[[ MATERIAL PROVIDED open ]]
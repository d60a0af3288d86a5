//! Sample format conversion.

use super::common::load_settings;
use anyhow::Context;
use audiolib_io::{SampleFormat, read_wav, read_wav_info, write_wav};
use clap::Args;
use std::path::{Path, PathBuf};

/// Re-encode a WAV file.
#[derive(Args)]
pub struct ConvertArgs {
    /// Input WAV file
    #[arg(value_name = "INPUT")]
    pub input: PathBuf,

    /// Output WAV file
    #[arg(value_name = "OUTPUT")]
    pub output: PathBuf,

    /// Integer PCM bit depth (defaults to the settings value)
    #[arg(long, conflicts_with = "float")]
    pub bits: Option<u16>,

    /// Write 32-bit IEEE float instead of integer PCM
    #[arg(long)]
    pub float: bool,
}

/// Run the convert command.
pub fn run(args: ConvertArgs, config: Option<&Path>) -> anyhow::Result<()> {
    let settings = load_settings(config)?;
    let format = if args.float {
        SampleFormat::Float
    } else {
        args.bits
            .map_or_else(|| settings.output_format(), |bits| SampleFormat::Pcm { bits })
    };

    let source = read_wav_info(&args.input)
        .with_context(|| format!("reading {}", args.input.display()))?;
    let data = read_wav(&args.input)?;

    write_wav(&args.output, &data, format)
        .with_context(|| format!("writing {}", args.output.display()))?;

    let target = match format {
        SampleFormat::Pcm { bits } => format!("PCM {bits}-bit"),
        SampleFormat::Float => "IEEE Float 32-bit".to_string(),
    };
    println!(
        "Converted {} ({} {}-bit) -> {} ({})",
        args.input.display(),
        source.format,
        source.bits_per_sample,
        args.output.display(),
        target
    );
    println!(
        "  {} channel(s), {} frames",
        data.num_channels(),
        data.num_frames()
    );

    Ok(())
}
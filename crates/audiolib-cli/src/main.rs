//! Audiolib CLI - sample conversion and spectral measurement of WAV files.

mod commands;

use clap::{Parser, Subcommand};
use std::path::PathBuf;
use tracing_subscriber::EnvFilter;

#[derive(Parser)]
#[command(name = "audiolib")]
#[command(author, version, about = "PCM conversion and spectral analysis", long_about = None)]
struct Cli {
    /// Settings file (defaults to the user config directory)
    #[arg(long, global = true, value_name = "PATH")]
    config: Option<PathBuf>,

    #[command(subcommand)]
    command: Commands,
}

#[derive(Subcommand)]
enum Commands {
    /// Show WAV file information
    Info(commands::info::InfoArgs),

    /// Compute the power spectrum of one channel
    Spectrum(commands::spectrum::SpectrumArgs),

    /// Estimate coherence between two recordings
    Coherence(commands::coherence::CoherenceArgs),

    /// Extract an impulse response from an input/output pair
    Ir(commands::ir::IrArgs),

    /// Re-encode a WAV file at another sample format
    Convert(commands::convert::ConvertArgs),
}

fn main() -> anyhow::Result<()> {
    tracing_subscriber::fmt()
        .with_env_filter(
            EnvFilter::try_from_default_env().unwrap_or_else(|_| EnvFilter::new("info")),
        )
        .with_writer(std::io::stderr)
        .init();

    let cli = Cli::parse();
    let config = cli.config.as_deref();

    match cli.command {
        Commands::Info(args) => commands::info::run(args),
        Commands::Spectrum(args) => commands::spectrum::run(args, config),
        Commands::Coherence(args) => commands::coherence::run(args, config),
        Commands::Ir(args) => commands::ir::run(args, config),
        Commands::Convert(args) => commands::convert::run(args, config),
    }
}
//! Error types for configuration operations.

use std::path::PathBuf;
use thiserror::Error;

/// Errors that can occur while loading, validating, or saving settings.
#[derive(Debug, Error)]
pub enum ConfigError {
    /// Failed to read a file
    #[error("failed to read file '{path}': {source}")]
    ReadFile {
        /// Path of the file that could not be read.
        path: PathBuf,
        /// Underlying I/O error.
        #[source]
        source: std::io::Error,
    },

    /// Failed to write a file
    #[error("failed to write file '{path}': {source}")]
    WriteFile {
        /// Path of the file that could not be written.
        path: PathBuf,
        /// Underlying I/O error.
        #[source]
        source: std::io::Error,
    },

    /// Failed to parse TOML
    #[error("failed to parse TOML: {0}")]
    TomlParse(#[from] toml::de::Error),

    /// Failed to serialize TOML
    #[error("failed to serialize TOML: {0}")]
    TomlSerialize(#[from] toml::ser::Error),

    /// A setting holds a value the analysis cannot use
    #[error("invalid setting '{setting}': {reason}")]
    InvalidSetting {
        /// Name of the offending setting.
        setting: &'static str,
        /// Why the value was rejected.
        reason: String,
    },

    /// Failed to create directory
    #[error("failed to create directory '{path}': {source}")]
    CreateDir {
        /// Path of the directory that could not be created.
        path: PathBuf,
        /// Underlying I/O error.
        #[source]
        source: std::io::Error,
    },
}

impl ConfigError {
    /// Create a read file error.
    pub fn read_file(path: impl Into<PathBuf>, source: std::io::Error) -> Self {
        ConfigError::ReadFile {
            path: path.into(),
            source,
        }
    }

    /// Create a write file error.
    pub fn write_file(path: impl Into<PathBuf>, source: std::io::Error) -> Self {
        ConfigError::WriteFile {
            path: path.into(),
            source,
        }
    }

    /// Create a create directory error.
    pub fn create_dir(path: impl Into<PathBuf>, source: std::io::Error) -> Self {
        ConfigError::CreateDir {
            path: path.into(),
            source,
        }
    }

    /// Create an invalid setting error.
    pub fn invalid(setting: &'static str, reason: impl Into<String>) -> Self {
        ConfigError::InvalidSetting {
            setting,
            reason: reason.into(),
        }
    }
}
[[ MATERIAL PROVIDED closed ]]
Identify the lines above that contain the word "reason", then copy them.

**ANSWER TO THE EXERCISE**
    #[error("invalid setting '{setting}': {reason}")]
        reason: String,
    pub fn invalid(setting: &'static str, reason: impl Into<String>) -> Self {
            reason: reason.into(),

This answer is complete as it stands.